Unpacking Interpretability: Human-Centered Criteria for Optimal Combinatorial Solutions

A team of researchers led by Dominik Pegler has published a significant paper titled 'Unpacking Interpretability: Human-Centered Criteria for Optimal Combinatorial Solutions' on arXiv. The study tackles a core problem in human-AI collaboration: algorithmic systems often return optimal solutions that are technically correct but difficult for humans to comprehend. When multiple equally optimal solutions exist, humans must choose one, but the criteria for what makes a solution 'interpretable' have remained vague. The researchers developed an experimental paradigm where participants chose which of two equally optimal solutions for a classic 'bin packing' problem was easier to understand.

Their findings, detailed in the 66-page paper, show that human preferences reliably track three specific, quantifiable structural properties of a solution. The strongest associations were for solutions with an ordered visual representation and those that aligned with a simple, step-by-step 'greedy heuristic' a human might use. A third property, simple within-bin composition (grouping similar items together), also showed a consistent positive association. Interestingly, reaction-time data was mixed, and aggregate gaze-tracking from webcams did not reliably correlate with perceived complexity.
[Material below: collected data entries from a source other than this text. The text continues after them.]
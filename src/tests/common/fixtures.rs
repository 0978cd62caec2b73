//! Test Fixtures
//!
//! Shared builders for catalog managers, pack payloads and cards.

use std::sync::Arc;

use chrono::Utc;
use serde_json::{json, Value};

use crate::core::catalog::blob::{MemoryBlobStore, ObjectUrlRegistry};
use crate::core::catalog::image_cache::ImageCacheConfig;
use crate::core::catalog::kv::MemoryKeyValueStore;
use crate::core::catalog::manager::{CardManager, CatalogConfig};
use crate::core::catalog::types::{
    Batch, Card, CardType, CustomFieldDefinitions, VariantTypeDefinition, VariantTypeMap,
};

// =============================================================================
// Manager Fixtures
// =============================================================================

/// Collaborators kept alongside a manager so tests can inspect them.
pub struct TestCatalog {
    pub kv: Arc<MemoryKeyValueStore>,
    pub blobs: Arc<MemoryBlobStore>,
    pub urls: Arc<ObjectUrlRegistry>,
    pub manager: CardManager,
}

/// An initialized in-memory catalog without image prewarming.
pub async fn create_test_catalog() -> TestCatalog {
    let kv = Arc::new(MemoryKeyValueStore::new());
    let blobs = Arc::new(MemoryBlobStore::real());
    let urls = Arc::new(ObjectUrlRegistry::new());
    let manager = CardManager::new(
        kv.clone(),
        blobs.clone(),
        urls.clone(),
        CatalogConfig {
            prewarm_after_import: false,
            ..Default::default()
        },
        ImageCacheConfig::default(),
    );
    manager
        .initialize()
        .await
        .expect("Failed to initialize test catalog");
    TestCatalog {
        kv,
        blobs,
        urls,
        manager,
    }
}

// =============================================================================
// Payload Fixtures
// =============================================================================

/// Pack declaring the `食物` variant type through the simplified form.
pub fn food_pack() -> Value {
    json!({
        "name": "Harvest",
        "version": "1.0.0",
        "customFieldDefinitions": {"variants": ["食物"]},
        "variant": [
            {"id": "food-apple", "名称": "苹果", "类型": "食物", "子类别": "水果", "等级": 2},
            {"id": "food-cabbage", "名称": "白菜", "类型": "食物", "子类别": "蔬菜", "等级": 4}
        ]
    })
}

/// Pack whose professions declare their own domains.
pub fn profession_pack(id_prefix: &str) -> Value {
    json!({
        "name": format!("{} Classes", id_prefix),
        "customFieldDefinitions": {
            "professions": ["游侠"],
            "domains": ["荒野"]
        },
        "profession": [{
            "id": format!("{}-ranger", id_prefix),
            "名称": "游侠",
            "领域1": "荒野",
            "领域2": "贤者",
            "起始生命": 6,
            "起始闪避": 12
        }],
        "domain": [{
            "id": format!("{}-wild-1", id_prefix),
            "名称": "追踪",
            "领域": "荒野",
            "等级": 1
        }]
    })
}

// =============================================================================
// Batch and Card Fixtures
// =============================================================================

pub fn create_test_card(id: &str, card_type: CardType, batch_id: &str) -> Card {
    let mut card = Card::new(id, format!("Card {}", id), card_type);
    card.batch_id = Some(batch_id.to_string());
    card
}

/// A loaded batch carrying the given definitions.
pub fn create_test_batch(
    id: &str,
    custom_fields: CustomFieldDefinitions,
    variant_types: VariantTypeMap,
) -> Batch {
    Batch {
        id: id.to_string(),
        name: format!("Pack {}", id),
        file_name: format!("{}.json", id),
        import_time: Utc::now(),
        version: None,
        description: None,
        author: None,
        card_count: 0,
        card_types: Vec::new(),
        size: 0,
        is_system_batch: false,
        disabled: false,
        card_ids: Vec::new(),
        custom_field_definitions: custom_fields,
        variant_types,
    }
}

pub fn variant_types(ids: &[&str]) -> VariantTypeMap {
    ids.iter()
        .map(|id| {
            (
                id.to_string(),
                VariantTypeDefinition::new(Vec::new(), VariantTypeDefinition::DEFAULT_LEVEL_RANGE),
            )
        })
        .collect()
}
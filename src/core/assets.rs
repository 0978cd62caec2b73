//! Compile-time bundled asset loader.
//!
//! Bundles the built-in card set into the binary via `include_str!`. The
//! catalog seeds it as the system batch on first start.
//!
//! # Usage
//!
//! ```rust,ignore
//! use cardpacks::core::assets::AssetLoader;
//!
//! let payload = AssetLoader::load_builtin_cards()?;
//! ```

use serde_json::Value;
use tracing::{debug, warn};

use super::catalog::types::CardType;

// ============================================================================
// Compile-time bundled JSON: Built-in cards
// ============================================================================

const BUILTIN_CARDS: &str = include_str!("../../assets/builtin_cards.json");

// ============================================================================
// AssetLoader
// ============================================================================

/// Loads bundled assets.
///
/// All assets are compiled into the binary; no filesystem access at runtime.
pub struct AssetLoader;

impl AssetLoader {
    /// Parse the built-in card pack payload.
    pub fn load_builtin_cards() -> Result<Value, String> {
        match serde_json::from_str::<Value>(BUILTIN_CARDS) {
            Ok(payload) => {
                debug!(cards = Self::count_cards(&payload), "loaded built-in cards");
                Ok(payload)
            }
            Err(e) => {
                warn!(error = %e, "failed to parse built-in cards JSON");
                Err(format!("built-in cards parse error: {e}"))
            }
        }
    }

    /// Raw built-in cards JSON (for diagnostics/display).
    pub fn builtin_cards_json() -> &'static str {
        BUILTIN_CARDS
    }

    fn count_cards(payload: &Value) -> usize {
        CardType::ALL
            .iter()
            .filter_map(|t| payload.get(t.as_str()).and_then(Value::as_array))
            .map(Vec::len)
            .sum()
    }
}

// ============================================================================
// Tests
// ============================================================================

#[cfg(test)]
mod tests {
    use super::*;
    use std::collections::HashSet;

    #[test]
    fn test_builtin_cards_parse() {
        let payload = AssetLoader::load_builtin_cards().expect("built-in JSON should parse");
        assert!(payload.is_object());
        assert!(AssetLoader::builtin_cards_json().contains("customFieldDefinitions"));
    }

    #[test]
    fn test_every_card_type_present() {
        let payload = AssetLoader::load_builtin_cards().unwrap();
        for card_type in CardType::ALL {
            let cards = payload
                .get(card_type.as_str())
                .and_then(Value::as_array)
                .unwrap_or_else(|| panic!("missing '{}' array", card_type));
            assert!(!cards.is_empty(), "'{}' should have cards", card_type);
        }
    }

    #[test]
    fn test_builtin_ids_unique_and_prefixed() {
        let payload = AssetLoader::load_builtin_cards().unwrap();
        let mut seen = HashSet::new();
        for card_type in CardType::ALL {
            for card in payload[card_type.as_str()].as_array().unwrap() {
                let id = card["id"].as_str().unwrap();
                assert!(id.starts_with("builtin-"), "id '{}' should be prefixed", id);
                assert!(seen.insert(id.to_string()), "duplicate id '{}'", id);
            }
        }
        assert_eq!(seen.len(), AssetLoader::count_cards(&payload));
    }
}
// ============================================================================
// Variant types
// ============================================================================

/// User-defined variant category with its allowed subclasses and levels.
#[derive(Debug, Clone, PartialEq, Eq, Serialize, Deserialize)]
#[serde(rename_all = "camelCase")]
pub struct VariantTypeDefinition {
    #[serde(default, skip_serializing_if = "Option::is_none")]
    pub description: Option<String>,
    #[serde(default)]
    pub subclasses: Vec<String>,
    /// `[min, max]`, inclusive.
    pub level_range: [i64; 2],
}

impl VariantTypeDefinition {
    /// Default level range for a variant type with no observed levels.
    pub const DEFAULT_LEVEL_RANGE: [i64; 2] = [1, 10];

    pub fn new(subclasses: Vec<String>, level_range: [i64; 2]) -> Self {
        Self {
            description: None,
            subclasses,
            level_range,
        }
    }

    /// Whether `level` falls inside the declared range.
    pub fn accepts_level(&self, level: i64) -> bool {
        level >= self.level_range[0] && level <= self.level_range[1]
    }

    /// Whether `subclass` is allowed. An empty subclass list is unrestricted.
    /// Both sides compare trimmed.
    pub fn accepts_subclass(&self, subclass: &str) -> bool {
        let subclass = subclass.trim();
        self.subclasses.is_empty() || self.subclasses.iter().any(|s| s.trim() == subclass)
    }
}

impl Default for VariantTypeDefinition {
    fn default() -> Self {
        Self::new(Vec::new(), Self::DEFAULT_LEVEL_RANGE)
    }
}

// ============================================================================
// Batch records
// ============================================================================

/// Persisted metadata header of a batch record.
#[derive(Debug, Clone, PartialEq, Serialize, Deserialize)]
#[serde(rename_all = "camelCase")]
pub struct BatchMetadata {
    pub id: String,
    pub name: String,
    pub file_name: String,
    pub import_time: DateTime<Utc>,
    #[serde(default, skip_serializing_if = "Option::is_none")]
    pub version: Option<String>,
    #[serde(default, skip_serializing_if = "Option::is_none")]
    pub description: Option<String>,
    #[serde(default, skip_serializing_if = "Option::is_none")]
    pub author: Option<String>,
}
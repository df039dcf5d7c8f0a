//! Shared compilation algorithm steps (spec §4.3, steps 1–3) run identically
//! by every engine's compiler ahead of its own parse step, so the two
//! "reject" boundary behaviours are uniform across engines rather than each
//! adapter re-deriving its own notion of empty/comment-only input (spec §9:
//! unify on reject for all engines). Empty and whitespace-only input are both
//! `no-instructions` (spec §4.3 step 2) — `content-nil` is a distinct error
//! kind, never raised by this check.

use std::io::Read;

use crate::error::CompileError;

/// Read the stream to completion. Closing failure and read failure both
/// surface as `exec-creation-failed` — the teacher's pattern of wrapping
/// the underlying I/O cause rather than discarding it.
pub fn read_all(mut stream: Box<dyn Read + Send>) -> Result<Vec<u8>, CompileError> {
    let mut buf = Vec::new();
    stream
        .read_to_end(&mut buf)
        .map_err(|e| CompileError::exec_creation_failed("failed to read source stream", anyhow::anyhow!(e)))?;
    Ok(buf)
}

/// Validate non-empty, non-whitespace-only, non-comment-only content and
/// return it decoded as UTF-8 text.
pub fn validate_non_empty(bytes: &[u8]) -> Result<String, CompileError> {
    if bytes.is_empty() {
        return Err(CompileError::NoInstructions);
    }

    let text = String::from_utf8_lossy(bytes).into_owned();

    if text.trim().is_empty() {
        return Err(CompileError::NoInstructions);
    }

    let only_comments = text
        .lines()
        .all(|line| {
            let trimmed = line.trim();
            trimmed.is_empty() || trimmed.starts_with('#')
        });
    if only_comments {
        return Err(CompileError::NoInstructions);
    }

    Ok(text)
}
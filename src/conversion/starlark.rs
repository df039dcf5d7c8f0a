//! Host `Value` <-> starlark-rust `Value` conversion.
//!
//! Conversion to starlark allocates on a caller-supplied `Heap`; conversion
//! back must happen before that heap (or the `FrozenModule` it froze into)
//! is dropped.

use std::collections::BTreeMap;

use starlark::values::dict::DictRef;
use starlark::values::list::ListRef;
use starlark::values::{Heap, Value as StarlarkValue};

use crate::error::EvalError;
use crate::value::Value;

pub fn host_to_starlark<'v>(heap: &'v Heap, value: &Value) -> StarlarkValue<'v> {
    match value {
        Value::Null => StarlarkValue::new_none(),
        Value::Bool(b) => StarlarkValue::new_bool(*b),
        Value::Int(i) => heap.alloc(*i),
        Value::Float(f) => heap.alloc(*f),
        Value::String(s) => heap.alloc_str(s).to_value(),
        Value::List(items) | Value::Tuple(items) => {
            let values: Vec<StarlarkValue<'v>> =
                items.iter().map(|v| host_to_starlark(heap, v)).collect();
            heap.alloc(values)
        }
        Value::Map(m) => {
            let pairs: Vec<(StarlarkValue<'v>, StarlarkValue<'v>)> = m
                .iter()
                .map(|(k, v)| (heap.alloc_str(k).to_value(), host_to_starlark(heap, v)))
                .collect();
            heap.alloc(starlark::collections::SmallMap::from_iter(pairs))
        }
        Value::StringListMap(m) => {
            let pairs: Vec<(StarlarkValue<'v>, StarlarkValue<'v>)> = m
                .iter()
                .map(|(k, v)| {
                    let list: Vec<StarlarkValue<'v>> =
                        v.iter().map(|s| heap.alloc_str(s).to_value()).collect();
                    (heap.alloc_str(k).to_value(), heap.alloc(list))
                })
                .collect();
            heap.alloc(starlark::collections::SmallMap::from_iter(pairs))
        }
        Value::Set(s) => {
            let values: Vec<StarlarkValue<'v>> =
                s.iter().map(|v| heap.alloc_str(v).to_value()).collect();
            heap.alloc(values)
        }
        Value::Request(req) => {
            host_to_starlark(heap, &Value::Map(crate::provider::request::flatten(req)))
        }
        Value::Function(name) => heap.alloc_str(name).to_value(),
        Value::Error(msg) => heap.alloc_str(msg).to_value(),
    }
}

pub fn starlark_to_host(value: StarlarkValue) -> Result<Value, EvalError> {
    if value.is_none() {
        return Ok(Value::Null);
    }
    if let Some(b) = value.unpack_bool() {
        return Ok(Value::Bool(b));
    }
    if let Some(i) = value.unpack_i32() {
        return Ok(Value::Int(i as i64));
    }
    if let Some(s) = value.unpack_str() {
        return Ok(Value::String(s.to_string()));
    }
    if let Some(list) = ListRef::from_value(value) {
        let items = list
            .iter()
            .map(starlark_to_host)
            .collect::<Result<Vec<_>, _>>()?;
        return Ok(Value::List(items));
    }
    if let Some(dict) = DictRef::from_value(value) {
        let mut out = BTreeMap::new();
        for (k, v) in dict.iter() {
            let key = k
                .unpack_str()
                .ok_or_else(|| EvalError::ConversionFailed("non-string dict key".into()))?;
            out.insert(key.to_string(), starlark_to_host(v)?);
        }
        return Ok(Value::Map(out));
    }

    Err(EvalError::ConversionFailed(format!(
        "unsupported starlark value of type {}",
        value.get_type()
    )))
}

#[cfg(test)]
mod tests {
    use super::*;

    #[test]
    fn round_trips_primitives() {
        let heap = Heap::new();
        for v in [Value::Null, Value::Bool(true), Value::Int(3)] {
            let sv = host_to_starlark(&heap, &v);
            assert_eq!(starlark_to_host(sv).unwrap(), v);
        }
    }

    #[test]
    fn round_trips_string() {
        let heap = Heap::new();
        let v = Value::String("hello".into());
        let sv = host_to_starlark(&heap, &v);
        assert_eq!(starlark_to_host(sv).unwrap(), v);
    }

    #[test]
    fn round_trips_map() {
        let heap = Heap::new();
        let mut m = BTreeMap::new();
        m.insert("greeting".to_string(), Value::String("hi".into()));
        let v = Value::Map(m);
        let sv = host_to_starlark(&heap, &v);
        assert_eq!(starlark_to_host(sv).unwrap(), v);
    }
}
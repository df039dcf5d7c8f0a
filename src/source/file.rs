use async_trait::async_trait;
use std::io::Read;
use std::path::{Path, PathBuf};

use crate::error::LoaderError;

use super::SourceRef;

/// Script source read from a local file. Only absolute paths are accepted —
/// rejecting relative paths up front avoids ambiguity as the host's working
/// directory changes over the process lifetime (spec §9 Design Note).
pub struct FileSource {
    path: PathBuf,
    origin: String,
}

impl FileSource {
    pub fn new(path: &Path) -> Result<Self, LoaderError> {
        let as_str = path.to_string_lossy();
        if as_str.is_empty() {
            return Err(LoaderError::InputEmpty);
        }
        if let Some((scheme, _)) = as_str.split_once("://") {
            if scheme != "file" {
                return Err(LoaderError::UnsupportedScheme(scheme.to_string()));
            }
        }
        let stripped = as_str.strip_prefix("file://").unwrap_or(&as_str);
        let resolved = PathBuf::from(stripped);
        if !resolved.is_absolute() {
            return Err(LoaderError::UnsupportedScheme(format!(
                "relative path not allowed: {}",
                resolved.display()
            )));
        }
        let origin = format!("file://{}", resolved.display());
        Ok(Self {
            path: resolved,
            origin,
        })
    }
}

#[async_trait]
impl SourceRef for FileSource {
    fn origin(&self) -> &str {
        &self.origin
    }

    async fn open(&self) -> Result<Box<dyn Read + Send>, LoaderError> {
        let path = self.path.clone();
        let bytes = tokio::task::spawn_blocking(move || std::fs::read(&path))
            .await
            .map_err(|e| LoaderError::Io(anyhow::anyhow!(e)))?
            .map_err(|e| LoaderError::Io(anyhow::anyhow!(e)))?;
        Ok(Box::new(std::io::Cursor::new(bytes)))
    }
}

#[cfg(test)]
mod tests {
    use super::*;

    #[test]
    fn rejects_relative_path() {
        assert!(FileSource::new(Path::new("relative/script.risor")).is_err());
    }

    #[test]
    fn rejects_empty_path() {
        assert!(FileSource::new(Path::new("")).is_err());
    }

    #[test]
    fn rejects_non_file_scheme() {
        assert!(FileSource::new(Path::new("http://example.com/script")).is_err());
    }

    #[test]
    fn accepts_absolute_path() {
        let src = FileSource::new(Path::new("/tmp/script.risor")).unwrap();
        assert_eq!(src.origin(), "file:///tmp/script.risor");
    }
}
This research provides the first concrete, feature-based framework for measuring and designing for interpretability in combinatorial optimization tasks. By identifying these actionable properties—heuristic alignment, compositional simplicity, and ordered representation—the work enables a new approach: 'interpretability-aware optimization.' Developers can now explicitly code for these features or present AI-generated solutions in ways that highlight them, directly addressing the trade-off between raw optimality and human usability. This outlines a clear path to building AI systems that don't just solve problems correctly, but do so in a way that fosters effective human collaboration and trust in real-world allocation, scheduling, and design tasks.